How To Implement This Function With 2 Input Nand

  • #1
1,395
0
Default How To Implement This Function With 2 Input Nand..
(+) =XOR

F(w,x,y,z)=(w'+x'+y')(+)xyz

i tried to :

F(w,x,y,z)=(w'+x'+y')(+)xyz=(w'+x'+y')' *(xyz) + (w'+x'+y')(xyz)'=
=(wxy)(xyz)+(w'+x'+y')(x'+y'+z')
..
..
in the end i get
=wxyz+w'x'+w'y'+w'z'+x'+x'y'+x'y'+y'+y'z'+y'z'

what to do know???
how to transform implement it with a two input line NANDs
???
 

Answers and Replies

  • #2
19
0
Well, the word NAND should scream Sum of Products (SOP), so try to get your function to that point, then you can modify it further. After playing around with your function, you should get something like:

[tex]F = \overline{x} + \overline{y} + (\overline{w})(\overline{z}) + wxyz[/tex]

(Keep in mind that [tex]A+AB = A[/tex]; your final equation doesn't take that into account).

I'm going to show you another useful proof:

[tex]\overline{ABCD} = \overline{A}+\overline{B}+\overline{C}+\overline{D} = (\overline{A}+\overline{B})+(\overline{C}+\overline{D}) = \overline{AB}+\overline{CD} = \overline{(\overline{AB})(\overline{CD})} [/tex]
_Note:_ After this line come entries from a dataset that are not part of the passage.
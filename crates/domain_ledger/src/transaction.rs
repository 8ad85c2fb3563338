//! Business transactions and their journal previews
//!
//! A transaction is entered as a single amount under one of four kinds.
//! Each kind is backed by a proforma template, so the form can show the
//! journal lines the transaction will produce while the amount is typed.

use chrono::{DateTime, NaiveDate, Utc};
use serde::{Deserialize, Serialize};
use std::fmt;
use std::str::FromStr;

use core_kernel::{Amount, AmountField, TransactionId};
use crate::error::{FieldError, LedgerError};
use crate::journal::JournalLine;
use crate::proforma::ProformaExpander;

/// Kind of transaction, one per tab of the transaction dialog
#[derive(Debug, Clone, Copy, PartialEq, Eq, Hash, Default, Serialize, Deserialize)]
pub enum TransactionKind {
    #[default]
    Invoice,
    Payment,
    Expense,
    Transfer,
}

impl TransactionKind {
    pub const ALL: [TransactionKind; 4] = [
        TransactionKind::Invoice,
        TransactionKind::Payment,
        TransactionKind::Expense,
        TransactionKind::Transfer,
    ];

    /// Template used to preview this kind's journal lines
    pub fn template_id(&self) -> &'static str {
        match self {
            TransactionKind::Invoice => "sales",
            TransactionKind::Payment => "payment",
            TransactionKind::Expense => "purchase",
            TransactionKind::Transfer => "vendor-payment",
        }
    }

    pub fn label(&self) -> &'static str {
        match self {
            TransactionKind::Invoice => "Invoice",
            TransactionKind::Payment => "Payment",
            TransactionKind::Expense => "Expense",
            TransactionKind::Transfer => "Transfer",
        }
    }
}

impl fmt::Display for TransactionKind {
    fn fmt(&self, f: &mut fmt::Formatter<'_>) -> fmt::Result {
        f.write_str(self.label())
    }
}

impl FromStr for TransactionKind {
    type Err = LedgerError;

    fn from_str(s: &str) -> Result<Self, Self::Err> {
        TransactionKind::ALL
            .into_iter()
            .find(|kind| kind.label().eq_ignore_ascii_case(s.trim()))
            .ok_or_else(|| {
                LedgerError::Validation(vec![FieldError::new(
                    "type",
                    "Transaction type is required",
                )])
            })
    }
}

/// Processing state of a recorded transaction
#[derive(Debug, Clone, Copy, PartialEq, Eq, Default, Serialize, Deserialize)]
pub enum TransactionStatus {
    #[default]
    Pending,
    Completed,
    Cancelled,
}

/// A recorded transaction
#[derive(Debug, Clone, PartialEq, Eq, Serialize, Deserialize)]
pub struct Transaction {
    pub id: TransactionId,
    pub date: NaiveDate,
    pub kind: TransactionKind,
    pub reference: String,
    /// Customer or vendor
    pub counterparty: String,
    pub amount: Amount,
    pub description: Option<String>,
    pub status: TransactionStatus,
    pub created_at: DateTime<Utc>,
}

/// The transaction dialog's state
#[derive(Debug, Clone, PartialEq, Eq, Serialize, Deserialize)]
pub struct TransactionDraft {
    pub date: Option<NaiveDate>,
    pub kind: TransactionKind,
    pub reference: String,
    pub counterparty: String,
    pub amount: AmountField,
    pub description: String,
    pub status: TransactionStatus,
}

impl TransactionDraft {
    pub fn new(kind: TransactionKind, date: NaiveDate) -> Self {
        Self {
            date: Some(date),
            kind,
            reference: String::new(),
            counterparty: String::new(),
            amount: AmountField::Empty,
            description: String::new(),
            status: TransactionStatus::default(),
        }
    }

    pub fn set_amount(&mut self, input: &str) {
        self.amount = AmountField::parse(input);
    }

    /// Journal lines this transaction would produce
    ///
    /// `None` until a nonzero amount has been entered.
    pub fn journal_preview(&self, expander: &ProformaExpander) -> Option<Vec<JournalLine>> {
        let amount = self.amount.as_amount();
        if amount.is_zero() {
            return None;
        }
        Some(expander.expand(self.kind.template_id(), amount))
    }

    pub fn validate(&self) -> Vec<FieldError> {
        let mut errors = Vec::new();
        if self.date.is_none() {
            errors.push(FieldError::new("date", "Date is required"));
        }
        if self.reference.trim().is_empty() {
            errors.push(FieldError::new("reference", "Reference number is required"));
        }
        if self.counterparty.trim().is_empty() {
            errors.push(FieldError::new("customer", "Customer/Vendor name is required"));
        }
        if !self.amount.as_amount().is_positive() {
            errors.push(FieldError::new("amount", "Amount must be greater than zero"));
        }
        errors
    }

    /// Records the transaction along with its journal lines
    pub fn submit(
        &self,
        expander: &ProformaExpander,
    ) -> Result<(Transaction, Vec<JournalLine>), LedgerError> {
        let errors = self.validate();
        if !errors.is_empty() {
            return Err(LedgerError::Validation(errors));
        }
        let date = self.date.ok_or_else(|| {
            LedgerError::Validation(vec![FieldError::new("date", "Date is required")])
        })?;
        let amount = self.amount.as_amount();
        let description = Some(self.description.trim())
            .filter(|text| !text.is_empty())
            .map(str::to_string);

        let transaction = Transaction {
            id: TransactionId::new_v7(),
            date,
            kind: self.kind,
            reference: self.reference.trim().to_string(),
            counterparty: self.counterparty.trim().to_string(),
            amount,
            description,
            status: self.status,
            created_at: Utc::now(),
        };
        let lines = expander.expand(self.kind.template_id(), amount);
        Ok((transaction, lines))
    }
}

#[cfg(test)]
mod tests {
    use super::*;

    #[test]
    fn test_kind_templates() {
        assert_eq!(TransactionKind::Invoice.template_id(), "sales");
        assert_eq!(TransactionKind::Expense.template_id(), "purchase");
        assert_eq!(TransactionKind::Transfer.template_id(), "vendor-payment");
    }

    #[test]
    fn test_kind_from_label() {
        assert_eq!("payment".parse::<TransactionKind>().unwrap(), TransactionKind::Payment);
        assert!("refund".parse::<TransactionKind>().is_err());
    }

    #[test]
    fn test_preview_waits_for_amount() {
        let expander = ProformaExpander::default();
        let mut draft = TransactionDraft::new(
            TransactionKind::Payment,
            NaiveDate::from_ymd_opt(2024, 1, 15).unwrap(),
        );
        assert!(draft.journal_preview(&expander).is_none());

        draft.set_amount("250.50");
        let lines = draft.journal_preview(&expander).unwrap();
        assert_eq!(lines[0].account, "Cash");
        assert_eq!(lines[0].debit.display(), "250.50");
    }
}
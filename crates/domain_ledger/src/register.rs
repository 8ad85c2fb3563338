//! In-memory register of posted journal entries
//!
//! The register is the list a dashboard page keeps for the lifetime of a
//! session. It is not persisted.

use tracing::info;

use core_kernel::{Amount, JournalEntryId};
use crate::balance::{JournalTotals, MINIMUM_LINES};
use crate::error::LedgerError;
use crate::journal::JournalEntry;

/// Posted journal entries in posting order
#[derive(Debug, Default)]
pub struct JournalRegister {
    entries: Vec<JournalEntry>,
}

impl JournalRegister {
    pub fn new() -> Self {
        Self::default()
    }

    /// Appends an entry
    ///
    /// Entries normally come from a validated form, but the balance and
    /// line count are checked again since `JournalEntry` fields are public.
    pub fn record(&mut self, entry: JournalEntry) -> Result<JournalEntryId, LedgerError> {
        if entry.lines.len() < MINIMUM_LINES {
            return Err(LedgerError::MinimumLines {
                required: MINIMUM_LINES,
                actual: entry.lines.len(),
            });
        }
        let totals = JournalTotals::try_compute(&entry.lines)?;
        if !totals.is_balanced() {
            return Err(LedgerError::UnbalancedEntry {
                debits: totals.debit,
                credits: totals.credit,
            });
        }

        let id = entry.id;
        info!(
            entry_id = %id,
            reference = %entry.reference,
            total = %totals.debit,
            "Recorded journal entry"
        );
        self.entries.push(entry);
        Ok(id)
    }

    pub fn entries(&self) -> &[JournalEntry] {
        &self.entries
    }

    pub fn get(&self, id: &JournalEntryId) -> Option<&JournalEntry> {
        self.entries.iter().find(|entry| &entry.id == id)
    }

    pub fn len(&self) -> usize {
        self.entries.len()
    }

    pub fn is_empty(&self) -> bool {
        self.entries.is_empty()
    }

    /// Sum of debits across all entries
    pub fn total_debits(&self) -> Amount {
        self.entries
            .iter()
            .fold(Amount::zero(), |total, entry| total.saturating_add(entry.totals.debit))
    }
}
//! Proforma preview binary
//!
//! Expands a proforma template against a total and prints the resulting
//! journal lines, column totals and balance status as JSON.
//!
//! # Usage
//!
//! ```bash
//! PROFORMA_TEMPLATE=sales-with-tax PROFORMA_AMOUNT=1000 cargo run --bin proforma-preview
//! ```
//!
//! # Environment Variables
//!
//! * `PROFORMA_TEMPLATE` - Template id (default: sales)
//! * `PROFORMA_AMOUNT` - Total amount (default: 0)
//! * `PROFORMA_CATALOG_PATH` - TOML or JSON catalog replacing the built-in templates
//! * `PROFORMA_STRICT` - Fail on unknown templates or unreadable amounts (default: false)
//! * `PROFORMA_LOG_LEVEL` - trace, debug, info, warn, error (default: info)
//! * `PROFORMA_LOG_FORMAT` - pretty or json (default: pretty)

use anyhow::Context;
use interface_cli::{catalog, preview, telemetry, PreviewConfig};

fn main() -> anyhow::Result<()> {
    // Load .env file if present
    dotenvy::dotenv().ok();

    let config = PreviewConfig::from_env().context("failed to read PROFORMA_* configuration")?;
    telemetry::init_tracing(&config.log_level, config.log_format);
    config.validate()?;

    tracing::debug!(
        template = %config.template,
        amount = %config.amount,
        "Starting proforma preview"
    );

    let expander = catalog::expander_for(&config)?;
    let report = preview::build_report(&expander, &config)?;

    if !report.balanced {
        tracing::warn!(
            debit = %report.totals.debit,
            credit = %report.totals.credit,
            "Expanded entry is unbalanced"
        );
    }

    println!("{}", serde_json::to_string_pretty(&report)?);
    Ok(())
}
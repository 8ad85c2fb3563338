//! Test Data Builders
//!
//! Builders for journal lines and filled-in forms, so tests only spell out
//! the fields they care about.

use chrono::NaiveDate;
use core_kernel::AmountField;
use domain_ledger::{JournalEntryForm, JournalLine};

use crate::fixtures::DateFixtures;

/// Builder for journal lines as a user would type them
#[derive(Debug, Clone, Default)]
pub struct JournalLineBuilder {
    account: String,
    description: String,
    debit: String,
    credit: String,
}

impl JournalLineBuilder {
    pub fn new() -> Self {
        Self::default()
    }

    pub fn account(mut self, account: impl Into<String>) -> Self {
        self.account = account.into();
        self
    }

    pub fn description(mut self, description: impl Into<String>) -> Self {
        self.description = description.into();
        self
    }

    pub fn debit(mut self, debit: impl Into<String>) -> Self {
        self.debit = debit.into();
        self
    }

    pub fn credit(mut self, credit: impl Into<String>) -> Self {
        self.credit = credit.into();
        self
    }

    pub fn build(self) -> JournalLine {
        JournalLine {
            account: self.account,
            description: self.description,
            debit: AmountField::parse(&self.debit),
            credit: AmountField::parse(&self.credit),
        }
    }
}

/// Shorthand for a debit line
pub fn debit_line(account: &str, amount: &str) -> JournalLine {
    JournalLineBuilder::new().account(account).debit(amount).build()
}

/// Shorthand for a credit line
pub fn credit_line(account: &str, amount: &str) -> JournalLine {
    JournalLineBuilder::new().account(account).credit(amount).build()
}

/// Builder for a journal entry form with header fields filled in
pub struct JournalEntryFormBuilder {
    date: NaiveDate,
    reference: String,
    description: String,
    lines: Vec<JournalLine>,
}

impl Default for JournalEntryFormBuilder {
    fn default() -> Self {
        Self::new()
    }
}

impl JournalEntryFormBuilder {
    pub fn new() -> Self {
        Self {
            date: DateFixtures::posting_date(),
            reference: "JE-001".to_string(),
            description: "Monthly rent".to_string(),
            lines: vec![
                debit_line("Rent Expense", "1200.00"),
                credit_line("Cash", "1200.00"),
            ],
        }
    }

    pub fn date(mut self, date: NaiveDate) -> Self {
        self.date = date;
        self
    }

    pub fn reference(mut self, reference: impl Into<String>) -> Self {
        self.reference = reference.into();
        self
    }

    pub fn description(mut self, description: impl Into<String>) -> Self {
        self.description = description.into();
        self
    }

    pub fn lines(mut self, lines: Vec<JournalLine>) -> Self {
        self.lines = lines;
        self
    }

    pub fn build(self) -> JournalEntryForm {
        let mut form = JournalEntryForm::dated(self.date);
        form.set_reference(self.reference);
        form.set_description(self.description);
        form.replace_lines(self.lines);
        form
    }
}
The function is also equal to (through DeMorgan):
[tex]F = \overline{xy ( \overline{ \bar{w} \bar{z} })( \overline{wxyz}) }[/tex]

Use the proof above on that form of F. Use the proof above to get [tex]\overline{(wxyz)}[/tex], too. Use NANDs as inverters to get w' and z'.
 
  • #3
21
0
I think There is a mistake it should be [tex] \overline{AB}+\overline{CD} = \overline{({AB})({CD})} [/tex]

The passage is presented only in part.